We spend so much time chasing what we want to gain — the dream job, the relationship, the version of ourselves we’re trying to become — that we rarely pause to consider what we’re simultaneously letting go of. But according to a meditation on Judith Viorst’s Necessary Losses, there’s something quietly revolutionary in that overlooked truth: the things we relinquish are not obstacles to a full life. They’re the very blueprint of one.
Maria Popova’s reflection on Viorst’s work maps the full landscape of human loss — the obvious losses through death, yes, but also the quieter ones. The relationships we leave behind. The identities we shed. The dreams we gently set down. Viorst doesn’t present loss as a tragedy to overcome; she frames it as the mechanism by which we become ourselves. Think of it like sculpture: a block of marble doesn’t become David because of what the artist adds. It becomes David because of what Michelangelo chisels away.
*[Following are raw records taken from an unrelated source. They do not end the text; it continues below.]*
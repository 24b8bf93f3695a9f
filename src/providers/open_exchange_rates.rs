//! Open Exchange Rates `latest.json` provider.
//!
//! The provider decides the base currency (USD on most plans) and lists the
//! base itself among the rates. Free plans are only served over plain HTTP,
//! hence the `secure_connection` switch.

use crate::core::error::RateError;
use crate::core::rates::{FetchedRates, MissingBase, RateMap, RateProvider};
use async_trait::async_trait;
use chrono::DateTime;
use rust_decimal::Decimal;
use serde::Deserialize;
use tracing::{debug, instrument};

const PROVIDER_ID: &str = "OPEN_EXCHANGE_RATES";

#[derive(Debug, Deserialize)]
struct LatestResponse {
    #[serde(default)]
    error: bool,
    message: Option<String>,
    description: Option<String>,
    base: Option<String>,
    timestamp: Option<i64>,
    #[serde(default)]
    rates: RateMap,
}

pub struct OpenExchangeRatesProvider {
    client: reqwest::Client,
    host: String,
    app_id: String,
    secure: bool,
}

impl OpenExchangeRatesProvider {
    pub fn new(client: reqwest::Client, host: &str, app_id: &str, secure: bool) -> Self {
        Self {
            client,
            host: host.trim_end_matches('/').to_string(),
            app_id: app_id.to_string(),
            secure,
        }
    }

    fn latest_url(&self) -> Result<reqwest::Url, RateError> {
        let scheme = if self.secure { "https" } else { "http" };
        let endpoint = format!("{}://{}/api/latest.json", scheme, self.host);
        reqwest::Url::parse_with_params(&endpoint, &[("app_id", self.app_id.as_str())]).map_err(
            |e| RateError::Request {
                provider: PROVIDER_ID.to_string(),
                message: format!("invalid host {}: {}", self.host, e),
            },
        )
    }
}

#[async_trait]
impl RateProvider for OpenExchangeRatesProvider {
    fn id(&self) -> &'static str {
        PROVIDER_ID
    }

    fn on_missing_base(&self) -> MissingBase {
        MissingBase::Fail
    }

    #[instrument(
        name = "OpenExchangeRatesFetch",
        skip(self),
        fields(host = %self.host, secure = self.secure)
    )]
    async fn fetch_latest(&self) -> Result<FetchedRates, RateError> {
        debug!("Requesting latest rates from {}", self.host);

        let response = self
            .client
            .get(self.latest_url()?)
            .send()
            .await
            .map_err(|e| RateError::from_reqwest(PROVIDER_ID, e))?;
        let status = response.status();
        let text = response
            .text()
            .await
            .map_err(|e| RateError::from_reqwest(PROVIDER_ID, e))?;

        // Error documents come with a 4xx status, so try to read them first.
        let parsed = serde_json::from_str::<LatestResponse>(&text);
        if let Ok(data) = &parsed
            && data.error
        {
            let message = data
                .description
                .clone()
                .or_else(|| data.message.clone())
                .unwrap_or_else(|| format!("request failed with {status}"));
            return Err(RateError::Provider {
                provider: PROVIDER_ID.to_string(),
                message,
            });
        }
        if !status.is_success() {
            return Err(RateError::Status {
                provider: PROVIDER_ID.to_string(),
                status,
            });
        }

        let data = parsed.map_err(|e| RateError::Malformed {
            provider: PROVIDER_ID.to_string(),
            message: e.to_string(),
        })?;
        let base = data.base.ok_or_else(|| RateError::Malformed {
            provider: PROVIDER_ID.to_string(),
            message: "missing base currency".to_string(),
        })?;
        let base_rate = data.rates.get(&base).copied().unwrap_or(Decimal::ONE);
        let published = data
            .timestamp
            .and_then(|ts| DateTime::from_timestamp(ts, 0))
            .map(|dt| dt.date_naive());

        debug!(%base, count = data.rates.len(), "Parsed latest rates");

        Ok(FetchedRates {
            provider: PROVIDER_ID,
            base,
            rates: data.rates,
            base_rate,
            published,
        })
    }
}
This idea extends further than grief management. Popova suggests that every creative act — every poem written, every telescope pointed at the dark sky — springs from the same root: the knowledge that everything we love will eventually slip from our hands. That awareness, rather than paralyzing us, actually catalyzes. It drives us to make meaning. It makes us human in the deepest sense.
Here’s where it gets interesting for those of us walking around with our own invisible losses. Grieving well, letting go with intention rather than bitterness or denial, isn’t a sign of weakness or resignation. It’s one of the most distinctly human things we can do. It’s the work that transforms loss from something that happens to us into something that shapes us.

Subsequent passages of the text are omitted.